Chef Rachel Yang Doesn’t Need a James Beard Award

But the 15-time nominee, this year for Outstanding Chef, says she is "reinvigorated and inspired" to continue cooking her personal interpretation of Korean cuisine

Words by Naomi Tomky

To paraphrase the revolting classic Matthew McConaughey line, as Seattle-based chef Rachel Yang gets older, the cooks she hires stay the same age. “I don’t want to just hand them some recipe we’ve been doing for 20 years,” she says. “I want to ask them, ‘What are we doing today? What can we do? What are you interested in?’” Maintaining relevance, to the 20-year-olds working the line and to her restaurants’ customers, is one of Yang’s highest priorities—and biggest stressors.

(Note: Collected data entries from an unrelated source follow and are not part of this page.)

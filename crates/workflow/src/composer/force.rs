//! Force-usage description builder.
//!
//! Turns the per-measure entries from the intake form into one sentence,
//! e.g. `зброя — 01.05.2024 о 10:15; кайданки — з 23:50 01.05.2024 по 00:10 02.05.2024`.

use std::fmt;

use shared_types::{ForceKey, ForceMeasureEntry, ForceUsage};

use super::format::{add_one_day, format_date_ua, is_time_earlier};

/// Why a description could not be built. `Display` is the operator message.
#[derive(Debug, Clone, PartialEq, Eq)]
pub enum ForceUsageError {
    NoMeasureSelected,
    MissingDate(ForceKey),
    MissingTime(ForceKey),
    MissingInterval(ForceKey),
}

impl ForceUsageError {
    /// The measure the failure is about, if any.
    pub fn measure(&self) -> Option<ForceKey> {
        match self {
            ForceUsageError::NoMeasureSelected => None,
            ForceUsageError::MissingDate(k)
            | ForceUsageError::MissingTime(k)
            | ForceUsageError::MissingInterval(k) => Some(*k),
        }
    }
}

impl fmt::Display for ForceUsageError {
    fn fmt(&self, f: &mut fmt::Formatter<'_>) -> fmt::Result {
        match self {
            ForceUsageError::NoMeasureSelected => {
                write!(f, "Оберіть щонайменше один засіб застосування")
            }
            ForceUsageError::MissingDate(k) => {
                write!(f, "Для \"{}\" потрібно вказати дату", k.label())
            }
            ForceUsageError::MissingTime(k) => {
                write!(f, "Для \"{}\" потрібно вказати час", k.label())
            }
            ForceUsageError::MissingInterval(k) => {
                write!(f, "Для \"{}\" потрібно вказати період часу з-по", k.label())
            }
        }
    }
}

impl std::error::Error for ForceUsageError {}

fn blank(value: &str) -> bool {
    value.trim().is_empty()
}

fn validate(key: ForceKey, entry: &ForceMeasureEntry) -> Result<(), ForceUsageError> {
    if blank(&entry.date) {
        return Err(ForceUsageError::MissingDate(key));
    }
    if key.is_interval() {
        if blank(&entry.from) || blank(&entry.to) {
            return Err(ForceUsageError::MissingInterval(key));
        }
    } else if blank(&entry.time) {
        return Err(ForceUsageError::MissingTime(key));
    }
    Ok(())
}

fn render(key: ForceKey, entry: &ForceMeasureEntry) -> String {
    let label = key.label().to_lowercase();
    let date = entry.date.trim();
    if key.is_interval() {
        let from = entry.from.trim();
        let to = entry.to.trim();
        // An end clock-earlier than the start means the interval crossed midnight.
        let end_date = if is_time_earlier(to, from) {
            add_one_day(date)
        } else {
            date.to_string()
        };
        format!(
            "{label} — з {from} {} по {to} {}",
            format_date_ua(date),
            format_date_ua(&end_date)
        )
    } else {
        format!("{label} — {} о {}", format_date_ua(date), entry.time.trim())
    }
}

/// Build the force-usage sentence.
///
/// Measures are visited in declaration order; the first invalid enabled
/// entry decides the error.
pub fn build_force_description(usage: &ForceUsage) -> Result<String, ForceUsageError> {
    let enabled: Vec<(ForceKey, &ForceMeasureEntry)> = ForceKey::ALL
        .into_iter()
        .filter_map(|key| usage.get(&key).filter(|e| e.enabled).map(|e| (key, e)))
        .collect();

    if enabled.is_empty() {
        return Err(ForceUsageError::NoMeasureSelected);
    }

    for (key, entry) in &enabled {
        validate(*key, entry)?;
    }

    Ok(enabled
        .into_iter()
        .map(|(key, entry)| render(key, entry))
        .collect::<Vec<_>>()
        .join("; "))
}
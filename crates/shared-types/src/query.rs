use chrono::NaiveDate;
use serde::{Deserialize, Serialize};

use crate::record::RecordKind;

// ---------------------------------------------------------------------------
// Filter enums
// ---------------------------------------------------------------------------

#[derive(Debug, Clone, Copy, PartialEq, Eq, Default, Serialize, Deserialize)]
#[cfg_attr(feature = "openapi", derive(utoipa::ToSchema))]
#[serde(rename_all = "SCREAMING_SNAKE_CASE")]
pub enum StatusFilter {
    #[default]
    All,
    /// Anything not yet processed.
    Pending,
    Processed,
}

#[derive(Debug, Clone, Copy, PartialEq, Eq, Default, Serialize, Deserialize)]
#[cfg_attr(feature = "openapi", derive(utoipa::ToSchema))]
#[serde(rename_all = "SCREAMING_SNAKE_CASE")]
pub enum AssignmentFilter {
    #[default]
    All,
    Assigned,
    Unassigned,
}

#[derive(Debug, Clone, Copy, PartialEq, Eq, Default, Serialize, Deserialize)]
#[cfg_attr(feature = "openapi", derive(utoipa::ToSchema))]
#[serde(rename_all = "SCREAMING_SNAKE_CASE")]
pub enum QuickPreset {
    #[default]
    All,
    Mine,
    Overdue,
    Unassigned,
}

/// Sort orders offered on the record list.
#[derive(Debug, Clone, Copy, PartialEq, Eq, Default, Serialize, Deserialize)]
#[cfg_attr(feature = "openapi", derive(utoipa::ToSchema))]
pub enum SortKey {
    #[default]
    #[serde(rename = "registration_newest")]
    RegistrationNewest,
    #[serde(rename = "registration_oldest")]
    RegistrationOldest,
    #[serde(rename = "newest")]
    EventNewest,
    #[serde(rename = "oldest")]
    EventOldest,
    #[serde(rename = "eo_asc")]
    ReferenceAsc,
    #[serde(rename = "eo_desc")]
    ReferenceDesc,
}

// ---------------------------------------------------------------------------
// Filter set
// ---------------------------------------------------------------------------

/// Independent predicates combined with AND, plus one sort key.
///
/// `None`/`All`/empty-string values disable their predicate.
#[derive(Debug, Clone, PartialEq, Default, Serialize, Deserialize)]
#[cfg_attr(feature = "openapi", derive(utoipa::ToSchema))]
#[serde(default)]
pub struct RecordFilters {
    /// Kind tab; `None` shows every kind.
    pub kind: Option<RecordKind>,
    pub search: String,
    pub category: Option<String>,
    pub status: StatusFilter,
    pub assignment: AssignmentFilter,
    pub reference_number: String,
    pub inspector_id: Option<String>,
    pub preset: QuickPreset,
    pub period_from: Option<NaiveDate>,
    pub period_to: Option<NaiveDate>,
    /// Actor id the `Mine` preset compares against.
    pub current_user_id: Option<String>,
    pub sort: SortKey,
}

/// Dashboard counters over a record snapshot.
#[derive(Debug, Clone, PartialEq, Eq, Default, Serialize, Deserialize)]
#[cfg_attr(feature = "openapi", derive(utoipa::ToSchema))]
pub struct RecordStats {
    pub total: usize,
    pub processed: usize,
    pub unassigned: usize,
    pub overdue: usize,
    pub due_soon: usize,
}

This extra work doesn’t go unnoticed: Yang, alongside her husband, restaurant co-owner, and co-chef Seif Chirchi, was among the finalists for Outstanding Chef at last night’s James Beard Foundation Awards (the food world’s answer to the Academy Awards). It marks their fifteenth nomination in as many years—and the one Yang says is most important and surprising. When the couple first opened their unique Korean steakhouse, Joule, in 2007, she remembers being floored by semi-finalist nominations for Rising Star Chef and Best New Restaurant. Three years later, as they opened their second restaurant Revel, the nominations continued to mount, leading into a 6-year-streak as finalists for Best Chef: Northwest, broken only by this year’s national Outstanding Chef nod. While they did not win this year either, they didn't exactly go home empty handed. "Truly understanding what it meant to be nominated for the outstanding chef gives us a clear direction of how we want to cook and to lead next year."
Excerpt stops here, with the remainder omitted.